Ini lima ciri layanan "Ojol" versi Kemenhub

JAKARTA (IndoTelko) - Kementrian Perhubungan (Kemenhub) tengah menyusun aturan perlindungan keselamatan pengguna sepeda motor berbasis aplikasi (Ojek Online).

Dalam Rancangan Peraturan Menteri ini dibahas juga mengenai ciri pelayanan dari ojek online atau Ojol  yaitu:

1. Wilayah Operasi telah ditentukan
2. Tidak Berjadwal
3. Pelayanan dari pintu ke pintu
4. Tujuan perjalanan ditentukan penumpang
5. Besaran biaya jasa yang dikenakan sesuai kesepakatan atau yang tercantum pada aplikasi
6. Pemesanan dilakukan sesuai kesepakatan

“Nantinya sepeda motor yang digunakan untuk kepentingan masyarakat harus memenuhi aspek pelayanan, yaitu keselamatan, keamanan, kenyamanan, keterjangkauan, keteraturan,” kata Direktur Angkutan Jalan Direktorat Jenderal Perhubungan Darat Ahmad Yani dalam keterangan kemarin.

Selain itu, dalam RPM ini diangkat pula mengenai usulan kesepakatan tarif yang telah dibahas dengan tim 10 dengan memepertimbangkan beberapa aspek. Tarif batas bawah yaitu Rp. 3.100 dan tarif batas atas Rp.3.500.

Di dalam RPM ini soal tarif disebut sebagai biaya jasa. Mengenai biaya jasa ini,ke depannya akan disusun juga Surat Keputusan Direktur Jenderal Perhubungan Darat yang akan mengatur besaran biaya jasa 

Saat ini, Grab menerapkan tarif Rp 1.200 per kilometer, adapun Go-Jek memberikan Rp 1.600 untuk para mitranya.

Blunder
Sementara itu, pengamat ekonomi digital dari Universitas Indonesia Fithra Faisal Hastiadi mengingatkanpenetapan tarif tinggi dalam aturan Ojol berpotensi menimbulkan blunder bagi pemerintah.

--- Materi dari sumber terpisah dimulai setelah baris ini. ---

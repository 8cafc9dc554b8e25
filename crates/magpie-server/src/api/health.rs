//! Liveness endpoint.

use actix_web::{HttpResponse, Responder, get};

#[get("/health")]
async fn health() -> impl Responder {
    HttpResponse::Ok().json(serde_json::json!({ "status": "UP" }))
}
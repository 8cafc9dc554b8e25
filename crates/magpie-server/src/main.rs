//! Main entry point for the Magpie server.
//!
//! Sets up configuration, logging, metrics and background tasks, then runs
//! the HTTP server until a shutdown signal arrives.

use std::sync::Arc;
use std::time::Duration;

use magpie_core::{HttpFetcher, spawn_cleanup_task};
use magpie_server::{
    middleware::rate_limit,
    model::{AppState, Configuration},
    startup::{self, GracefulShutdown, LoggingConfig},
};
use tracing::{error, info, warn};

#[actix_web::main]
async fn main() -> Result<(), Box<dyn std::error::Error>> {
    // Initialize configuration and logging
    let configuration = Configuration::new();

    let logging_config = LoggingConfig::from_env();
    let _logging_guard = startup::init_logging(&logging_config)?;

    // Initialize metrics for observability
    magpie_server::metrics::init_metrics();

    // Start background cleanup task for the login rate limiter
    rate_limit::start_cleanup_task();

    if configuration.uses_default_credentials() {
        warn!(
            "APP_USERNAME/APP_PASSWORD not configured, using default credentials; set them before exposing this server"
        );
    }

    let download_timeout = Duration::from_secs(configuration.download_timeout_secs());
    let fetcher = Arc::new(HttpFetcher::new(download_timeout)?);

    let app_state = AppState::build(configuration.clone(), fetcher)?;

    // The archive directory must exist before the first task persists a ZIP
    app_state.store.ensure_dir().await?;

    let shutdown_signal = startup::wait_for_shutdown_signal();
    let graceful_shutdown = GracefulShutdown::new(shutdown_signal.clone(), Duration::from_secs(30));

    let janitor = spawn_cleanup_task(
        app_state.store.clone(),
        app_state.registry.clone(),
        Duration::from_secs(configuration.zip_ttl_seconds()),
        Duration::from_secs(configuration.cleanup_interval_secs()),
        shutdown_signal.subscribe(),
    );

    let address = configuration.server_address();
    let port = configuration.server_port();
    info!("Starting Magpie server on {}:{}", address, port);

    let server = startup::app_server(app_state.clone())?;
    let server_handle = server.handle();

    tokio::select! {
        result = server => {
            if let Err(e) = result {
                error!("Server error: {}", e);
            }
        }
        _ = graceful_shutdown.wait_for_shutdown() => {
            info!("Shutting down HTTP server");
            graceful_shutdown.drain(server_handle.stop(true)).await;
        }
    }

    // Stop the janitor regardless of which branch ended the server
    shutdown_signal.shutdown();
    let _ = janitor.await;

    info!("Magpie server shutdown complete");
    Ok(())
}
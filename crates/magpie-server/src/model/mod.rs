//! Server-side models: configuration and shared application state.

pub mod common;
pub mod config;
pub mod constants;

pub use common::AppState;
pub use config::Configuration;
//! Shared helpers for HTTP flow tests.
//!
//! Not every binary uses every helper.
#![allow(dead_code)]

use std::path::Path;
use std::sync::Arc;

use async_trait::async_trait;
use bytes::Bytes;
use futures::{StreamExt, stream};

use magpie_core::{FetchError, FetchedBody, ImageFetcher};
use magpie_server::model::{AppState, Configuration};

pub const TEST_USERNAME: &str = "admin";
pub const TEST_PASSWORD: &str = "magpie-test-password";
pub const TEST_SECRET: &str = "dGVzdC1zZWNyZXQta2V5LWZvci1tYWdwaWU=";

/// Maximum batch size configured for test states.
pub const TEST_MAX_URLS: usize = 4;

/// Serves deterministic bytes for any URL that does not contain "fail";
/// everything else errors.
pub struct StubFetcher;

#[async_trait]
impl ImageFetcher for StubFetcher {
    async fn fetch(&self, url: &str) -> Result<FetchedBody, FetchError> {
        if url.contains("fail") {
            return Err(FetchError::Failed(format!("unreachable url {}", url)));
        }

        let payload = Bytes::from(format!("bytes of {}", url));
        Ok(FetchedBody {
            total: Some(payload.len() as u64),
            stream: stream::iter(vec![Ok(payload)]).boxed(),
        })
    }
}

/// Builds application state backed by a temp archive dir and the stub fetcher.
pub fn build_state(tmp_dir: &Path) -> Arc<AppState> {
    let config = config::Config::builder()
        .set_override("tmp_dir", tmp_dir.to_str().unwrap())
        .unwrap()
        .set_override("app_username", TEST_USERNAME)
        .unwrap()
        .set_override("app_password", TEST_PASSWORD)
        .unwrap()
        .set_override("secret_key", TEST_SECRET)
        .unwrap()
        .set_override("max_urls_per_task", TEST_MAX_URLS as i64)
        .unwrap()
        .build()
        .unwrap();

    AppState::build(Configuration::from_config(config), Arc::new(StubFetcher)).unwrap()
}
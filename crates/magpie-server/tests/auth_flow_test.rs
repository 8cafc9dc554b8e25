//! Login, logout and access control flows against the in-process app.
//!
//! Each test pins a distinct client address so the per-address login rate
//! limiter state never bleeds between tests.

mod common;

use actix_web::{
    App,
    http::{StatusCode, header},
    test, web,
};

use common::{TEST_PASSWORD, TEST_USERNAME, build_state};
use magpie_server::{api, middleware::auth::Authentication};

macro_rules! test_app {
    ($state:expr) => {
        test::init_service(
            App::new()
                .wrap(Authentication)
                .app_data(web::Data::from($state))
                .service(api::routes()),
        )
        .await
    };
}

#[actix_web::test]
async fn test_health_is_public() {
    let dir = tempfile::tempdir().unwrap();
    let app = test_app!(build_state(dir.path()));

    let req = test::TestRequest::get().uri("/health").to_request();
    let resp = test::call_service(&app, req).await;

    assert_eq!(resp.status(), StatusCode::OK);
    let body: serde_json::Value = test::read_body_json(resp).await;
    assert_eq!(body["status"], "UP");
}

#[actix_web::test]
async fn test_api_request_without_token_gets_401_json() {
    let dir = tempfile::tempdir().unwrap();
    let app = test_app!(build_state(dir.path()));

    let req = test::TestRequest::post()
        .uri("/start")
        .set_json(serde_json::json!({"urls": "http://images.test/a.jpg"}))
        .to_request();
    let resp = test::call_service(&app, req).await;

    assert_eq!(resp.status(), StatusCode::UNAUTHORIZED);
    let body: serde_json::Value = test::read_body_json(resp).await;
    assert_eq!(body["error"], "unauthorized");
}

#[actix_web::test]
async fn test_page_request_without_token_redirects_to_login() {
    let dir = tempfile::tempdir().unwrap();
    let app = test_app!(build_state(dir.path()));

    let req = test::TestRequest::get().uri("/").to_request();
    let resp = test::call_service(&app, req).await;

    assert_eq!(resp.status(), StatusCode::FOUND);
    assert_eq!(
        resp.headers().get(header::LOCATION).unwrap(),
        "/login?next=%2F"
    );
}

#[actix_web::test]
async fn test_redirect_preserves_original_path() {
    let dir = tempfile::tempdir().unwrap();
    let app = test_app!(build_state(dir.path()));

    let req = test::TestRequest::get().uri("/some/page").to_request();
    let resp = test::call_service(&app, req).await;

    assert_eq!(resp.status(), StatusCode::FOUND);
    assert_eq!(
        resp.headers().get(header::LOCATION).unwrap(),
        "/login?next=%2Fsome%2Fpage"
    );
}

#[actix_web::test]
async fn test_login_page_renders_form() {
    let dir = tempfile::tempdir().unwrap();
    let app = test_app!(build_state(dir.path()));

    let req = test::TestRequest::get().uri("/login").to_request();
    let resp = test::call_service(&app, req).await;

    assert_eq!(resp.status(), StatusCode::OK);
    let body = test::read_body(resp).await;
    let text = std::str::from_utf8(&body).unwrap();
    assert!(text.contains(r#"<form method="post" action="/login">"#));
    assert!(!text.contains(r#"class="error""#));
}

#[actix_web::test]
async fn test_login_success_sets_cookie_and_redirects() {
    let dir = tempfile::tempdir().unwrap();
    let state = build_state(dir.path());
    let app = test_app!(state);

    let req = test::TestRequest::post()
        .uri("/login")
        .peer_addr("10.1.0.1:40000".parse().unwrap())
        .set_form([
            ("username", TEST_USERNAME),
            ("password", TEST_PASSWORD),
            ("next", "/"),
        ])
        .to_request();
    let resp = test::call_service(&app, req).await;

    assert_eq!(resp.status(), StatusCode::FOUND);
    assert_eq!(resp.headers().get(header::LOCATION).unwrap(), "/");

    let cookie = resp
        .response()
        .cookies()
        .find(|c| c.name() == "magpie_token")
        .expect("login should set the session cookie")
        .into_owned();
    assert!(cookie.http_only().unwrap_or(false));

    let req = test::TestRequest::get()
        .uri("/")
        .cookie(cookie)
        .to_request();
    let resp = test::call_service(&app, req).await;
    assert_eq!(resp.status(), StatusCode::OK);
}

#[actix_web::test]
async fn test_login_failure_rerenders_with_error() {
    let dir = tempfile::tempdir().unwrap();
    let app = test_app!(build_state(dir.path()));

    let req = test::TestRequest::post()
        .uri("/login")
        .peer_addr("10.1.0.2:40000".parse().unwrap())
        .set_form([("username", TEST_USERNAME), ("password", "wrong")])
        .to_request();
    let resp = test::call_service(&app, req).await;

    assert_eq!(resp.status(), StatusCode::OK);
    let body = test::read_body(resp).await;
    let text = std::str::from_utf8(&body).unwrap();
    assert!(text.contains("Invalid username or password"));
}

#[actix_web::test]
async fn test_login_json_flow_returns_token() {
    let dir = tempfile::tempdir().unwrap();
    let app = test_app!(build_state(dir.path()));

    let req = test::TestRequest::post()
        .uri("/login")
        .peer_addr("10.1.0.3:40000".parse().unwrap())
        .insert_header((header::ACCEPT, "application/json"))
        .set_form([("username", TEST_USERNAME), ("password", TEST_PASSWORD)])
        .to_request();
    let resp = test::call_service(&app, req).await;

    assert_eq!(resp.status(), StatusCode::OK);
    let authorization = resp
        .headers()
        .get("Authorization")
        .unwrap()
        .to_str()
        .unwrap()
        .to_string();
    assert!(authorization.starts_with("Bearer "));

    let body: serde_json::Value = test::read_body_json(resp).await;
    let token = body["accessToken"].as_str().unwrap().to_string();
    assert_eq!(body["username"], TEST_USERNAME);
    assert!(body["tokenTtl"].as_i64().unwrap() > 0);

    // An authenticated API call with the returned token passes the guard
    // and fails on validation instead of auth.
    let req = test::TestRequest::post()
        .uri("/start")
        .insert_header(("accessToken", token))
        .set_json(serde_json::json!({"urls": ""}))
        .to_request();
    let resp = test::call_service(&app, req).await;
    assert_eq!(resp.status(), StatusCode::BAD_REQUEST);
}

#[actix_web::test]
async fn test_login_lockout_after_repeated_failures() {
    let dir = tempfile::tempdir().unwrap();
    let app = test_app!(build_state(dir.path()));
    let peer = "10.1.0.4:40000".parse().unwrap();

    for _ in 0..5 {
        let req = test::TestRequest::post()
            .uri("/login")
            .peer_addr(peer)
            .set_form([("username", TEST_USERNAME), ("password", "wrong")])
            .to_request();
        let resp = test::call_service(&app, req).await;
        assert_eq!(resp.status(), StatusCode::OK);
    }

    // Even correct credentials are rejected while the address is locked.
    let req = test::TestRequest::post()
        .uri("/login")
        .peer_addr(peer)
        .insert_header((header::ACCEPT, "application/json"))
        .set_form([("username", TEST_USERNAME), ("password", TEST_PASSWORD)])
        .to_request();
    let resp = test::call_service(&app, req).await;

    assert_eq!(resp.status(), StatusCode::FORBIDDEN);
    let body: serde_json::Value = test::read_body_json(resp).await;
    assert!(
        body["error"]
            .as_str()
            .unwrap()
            .contains("Too many login attempts")
    );
}

#[actix_web::test]
async fn test_logout_clears_cookie_and_redirects() {
    let dir = tempfile::tempdir().unwrap();
    let app = test_app!(build_state(dir.path()));

    let req = test::TestRequest::post()
        .uri("/login")
        .peer_addr("10.1.0.5:40000".parse().unwrap())
        .set_form([("username", TEST_USERNAME), ("password", TEST_PASSWORD)])
        .to_request();
    let resp = test::call_service(&app, req).await;
    let cookie = resp
        .response()
        .cookies()
        .find(|c| c.name() == "magpie_token")
        .unwrap()
        .into_owned();

    let req = test::TestRequest::get()
        .uri("/logout")
        .cookie(cookie)
        .to_request();
    let resp = test::call_service(&app, req).await;

    assert_eq!(resp.status(), StatusCode::FOUND);
    assert_eq!(resp.headers().get(header::LOCATION).unwrap(), "/login");

    let removal = resp
        .response()
        .cookies()
        .find(|c| c.name() == "magpie_token")
        .expect("logout should reset the session cookie");
    assert_eq!(removal.value(), "");
}
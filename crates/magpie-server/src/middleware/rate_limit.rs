//! Login rate limiting.
//!
//! Tracks failed login attempts per identifier and locks the identifier
//! out once the attempt quota inside the window is exhausted. Attempts
//! are recorded before credential validation so probing wrong passwords
//! counts against the quota.

use std::sync::LazyLock;
use std::time::{Duration, Instant};

use dashmap::DashMap;
use tracing::{debug, warn};

#[derive(Debug, Clone)]
pub struct LoginRateLimitConfig {
    /// Attempts allowed inside the window before lockout.
    pub max_attempts: u32,
    /// Sliding window over which attempts accumulate.
    pub window: Duration,
    /// How long an identifier stays locked once the quota is exhausted.
    pub lockout_duration: Duration,
    /// Whether limiting is enforced at all.
    pub enabled: bool,
}

impl Default for LoginRateLimitConfig {
    fn default() -> Self {
        Self {
            max_attempts: 5,
            window: Duration::from_secs(60),
            lockout_duration: Duration::from_secs(300),
            enabled: true,
        }
    }
}

#[derive(Debug)]
struct LoginAttemptEntry {
    attempts: u32,
    first_attempt: Instant,
    locked_until: Option<Instant>,
}

pub struct LoginRateLimiter {
    attempts: DashMap<String, LoginAttemptEntry>,
    config: LoginRateLimitConfig,
}

impl LoginRateLimiter {
    pub fn new(config: LoginRateLimitConfig) -> Self {
        Self {
            attempts: DashMap::new(),
            config,
        }
    }

    /// Checks whether the identifier is currently locked out.
    ///
    /// Returns the remaining lockout duration when it is.
    pub fn check_attempt(&self, identifier: &str) -> Result<(), Duration> {
        if !self.config.enabled {
            return Ok(());
        }

        let now = Instant::now();

        if let Some(entry) = self.attempts.get(identifier)
            && let Some(locked_until) = entry.locked_until
            && now < locked_until
        {
            return Err(locked_until - now);
        }

        Ok(())
    }

    /// Records a login attempt for the identifier.
    ///
    /// Call this before validating credentials so failed guesses always
    /// count. A successful login clears the slate via [`record_success`].
    ///
    /// [`record_success`]: LoginRateLimiter::record_success
    pub fn record_attempt(&self, identifier: &str) {
        if !self.config.enabled {
            return;
        }

        let now = Instant::now();

        let mut entry = self
            .attempts
            .entry(identifier.to_string())
            .or_insert_with(|| LoginAttemptEntry {
                attempts: 0,
                first_attempt: now,
                locked_until: None,
            });

        if now.duration_since(entry.first_attempt) > self.config.window
            && entry.locked_until.is_none_or(|locked_until| now >= locked_until)
        {
            entry.attempts = 0;
            entry.first_attempt = now;
            entry.locked_until = None;
        }

        entry.attempts += 1;

        if entry.attempts >= self.config.max_attempts && entry.locked_until.is_none() {
            entry.locked_until = Some(now + self.config.lockout_duration);
            warn!(
                "login identifier {} locked out after {} attempts",
                identifier, entry.attempts
            );
        }
    }

    /// Clears the attempt history after a successful login.
    pub fn record_success(&self, identifier: &str) {
        self.attempts.remove(identifier);
    }

    /// Drops entries whose window and lockout have both expired.
    pub fn cleanup(&self) {
        let now = Instant::now();
        let before = self.attempts.len();

        self.attempts.retain(|_, entry| {
            if let Some(locked_until) = entry.locked_until
                && now < locked_until
            {
                return true;
            }

            now.duration_since(entry.first_attempt)
                < self.config.window + self.config.lockout_duration
        });

        let removed = before.saturating_sub(self.attempts.len());
        if removed > 0 {
            debug!("login rate limiter dropped {} stale entries", removed);
        }
    }

    pub fn tracked_identifiers(&self) -> usize {
        self.attempts.len()
    }
}

pub static LOGIN_RATE_LIMITER: LazyLock<LoginRateLimiter> =
    LazyLock::new(|| LoginRateLimiter::new(LoginRateLimitConfig::default()));

pub fn check_login_rate_limit(identifier: &str) -> Result<(), Duration> {
    LOGIN_RATE_LIMITER.check_attempt(identifier)
}

pub fn record_login_attempt(identifier: &str) {
    LOGIN_RATE_LIMITER.record_attempt(identifier);
}

pub fn record_login_success(identifier: &str) {
    LOGIN_RATE_LIMITER.record_success(identifier);
}

/// Spawns the periodic cleanup task for the global limiter.
pub fn start_cleanup_task() {
    tokio::spawn(async {
        let mut interval = tokio::time::interval(Duration::from_secs(300));
        loop {
            interval.tick().await;
            LOGIN_RATE_LIMITER.cleanup();
        }
    });
}
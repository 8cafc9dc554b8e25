// HTTP middleware implementations

pub mod auth; // Session token validation and login redirects
pub mod rate_limit; // Login attempt limiting
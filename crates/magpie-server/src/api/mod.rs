//! HTTP endpoint handlers.

use actix_web::{Scope, web};

pub mod auth;
pub mod health;
pub mod pages;
pub mod task;

pub fn routes() -> Scope {
    web::scope("")
        .service(pages::index)
        .service(health::health)
        .service(auth::login_page)
        .service(auth::login)
        .service(auth::logout)
        .service(task::start)
        .service(task::progress)
        .service(task::download_final)
}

Tarif yang tinggi akan menggerus elektabilitas Presiden Joko Widodo (Jokowi) yang tengah berjuang kembali terpilih untuk periode kedua. 

"Kalau banyak konsumen meninggalkan ojek online, ini bisa membahayakan industri digitalnya, dan akhirnya berimbas juga terhadap mitra pengemudi yang sepi order. Ini sangat merugikan bagi petahana," katanya.

Menurutnya, regulasi yang ditargetkan rampung pada Maret tahun ini, bagian dari strategi petahana meraup suara dari para pengemudi.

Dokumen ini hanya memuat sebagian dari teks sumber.